Abstract
The authors believe that health care and the courts, through their commitments to positive purpose, are the fundamental keepers of life and liberty in American society. In fact, they postulate that the power of positive purpose works in every sector—public, private, and not-for-profit. More specifically, by the use of data, operational examples, and cases, this article shows how high performing hospitals, courts, and other organizations make optimism tangible by developing concepts, theories, and policies based on positive values. Effective court and hospital leaders take the abstractions and hopes of wishes and dreams and make them concrete and operational in a caring, sensitive, and humane way.
Increasingly with the new generation of employees, loyalty and motivation are based more on affirmative values anchored in empowerment, participation, involvement, and spirituality than on cash. Leaders in health care and the courts must possess and be able to communicate a clear set of positive values to these individuals. Consequently, the authors show that we in health care and the court arena can influence the events in our personal lives and in our organizations’ lives by making the values, visions, and cultural anchors in our organizational settings the foundations of performance.

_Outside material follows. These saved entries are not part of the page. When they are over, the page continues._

//! Termination semantics of the fatal and exit families.
//!
//! A terminating call cannot be observed in-process, so each test re-runs
//! this test binary filtered to a single child entry point. The child installs
//! a logger that writes every delegated call to stderr, performs the call, and
//! the parent checks the exit status and what was delegated before it.

use std::env;
use std::fmt;
use std::io::Write as _;
use std::process::{Command, Output};
use std::sync::Arc;

use glog::Logger;

const CHILD_ENV: &str = "GLOG_EXIT_CODES_CHILD";

struct StderrLogger;

impl StderrLogger {
    fn emit(method: &str, args: fmt::Arguments<'_>) {
        let mut stderr = std::io::stderr().lock();
        let _ = write!(stderr, "<{method}>{args}</{method}>");
        let _ = stderr.flush();
    }
}

impl Logger for StderrLogger {
    fn debugf(&self, args: fmt::Arguments<'_>) {
        Self::emit("debugf", args);
    }

    fn infof(&self, args: fmt::Arguments<'_>) {
        Self::emit("infof", args);
    }

    fn warnf(&self, args: fmt::Arguments<'_>) {
        Self::emit("warnf", args);
    }

    fn errorf(&self, args: fmt::Arguments<'_>) {
        Self::emit("errorf", args);
    }

    fn debug_enabled(&self) -> bool {
        false
    }
}

/// Runs `scenario` in a child process and returns its output.
fn run_child(scenario: &str) -> Output {
    let exe = env::current_exe().expect("test binary path");
    Command::new(exe)
        .args(["child_entry_point", "--exact", "--nocapture", "--test-threads=1"])
        .env(CHILD_ENV, scenario)
        .output()
        .expect("spawn child test binary")
}

fn delegated(output: &Output) -> String {
    String::from_utf8_lossy(&output.stderr).into_owned()
}

/// Entry point executed only inside the child process.
#[test]
fn child_entry_point() {
    let Ok(scenario) = env::var(CHILD_ENV) else {
        return;
    };

    glog::set_logger(Arc::new(StderrLogger));

    match scenario.as_str() {
        "fatal" => glog::fatal(&[&"I'm ", &"Batman!"]),
        "fatal_depth" => glog::fatal_depth(2, &[&"I'm Batman!"]),
        "fatalln" => glog::fatalln(&[&"I'm Batman!"]),
        "fatalf" => glog::fatalf(format_args!("{} {}", "I'm", "Batman!")),
        "fatal_macro" => glog::fatalf!("{}={}", "code", 255),
        "exit" => glog::exit(&[&"I'm ", &"Batman!"]),
        "exit_depth" => glog::exit_depth(2, &[&"I'm Batman!"]),
        "exitln" => glog::exitln(&[&"I'm Batman!"]),
        "exitf" => glog::exitf(format_args!("{} {}", "I'm", "Batman!")),
        "exit_macro" => glog::exitln!("bye"),
        other => panic!("unknown scenario {other}"),
    }
}

fn assert_terminated(scenario: &str, code: i32, message: &str) {
    let output = run_child(scenario);
    assert_eq!(
        output.status.code(),
        Some(code),
        "scenario {scenario}: stderr was {:?}",
        delegated(&output)
    );

    let stderr = delegated(&output);
    let expected = format!("<errorf>{message}</errorf>");
    assert_eq!(
        stderr.matches("<errorf>").count(),
        1,
        "scenario {scenario}: {stderr:?}"
    );
    assert!(stderr.contains(&expected), "scenario {scenario}: {stderr:?}");
    assert!(!stderr.contains("<infof>"));
    assert!(!stderr.contains("<warnf>"));
    assert!(!stderr.contains("<debugf>"));
}

#[test]
fn fatal_family_exits_with_255_after_logging_an_error() {
    assert_terminated("fatal", 255, "I'm Batman!");
    assert_terminated("fatal_depth", 255, "I'm Batman!");
    assert_terminated("fatalln", 255, "I'm Batman!\n");
    assert_terminated("fatalf", 255, "I'm Batman!");
    assert_terminated("fatal_macro", 255, "code=255");
}

#[test]
fn exit_family_exits_with_1_after_logging_an_error() {
    assert_terminated("exit", 1, "I'm Batman!");
    assert_terminated("exit_depth", 1, "I'm Batman!");
    assert_terminated("exitln", 1, "I'm Batman!\n");
    assert_terminated("exitf", 1, "I'm Batman!");
    assert_terminated("exit_macro", 1, "bye\n");
}

#[test]
fn exit_codes_are_exported() {
    assert_eq!(glog::FATAL_EXIT_CODE, 255);
    assert_eq!(glog::EXIT_EXIT_CODE, 1);
}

Strong leadership that ties the organizational goals to uplifting values based on a committed sense of optimism is the key to confronting creatively the philosophical, strategic, organizational, and operational changes necessary to improving the institutional effectiveness of health care and the law as we move into the new millenium. As reflective-practitioner leaders, it is our responsibility to be the catalysts and role models for our professional colleagues by retaining, communicating, and demonstrating a profound sense of optimism and a high level of performance in judicial and health care organizations.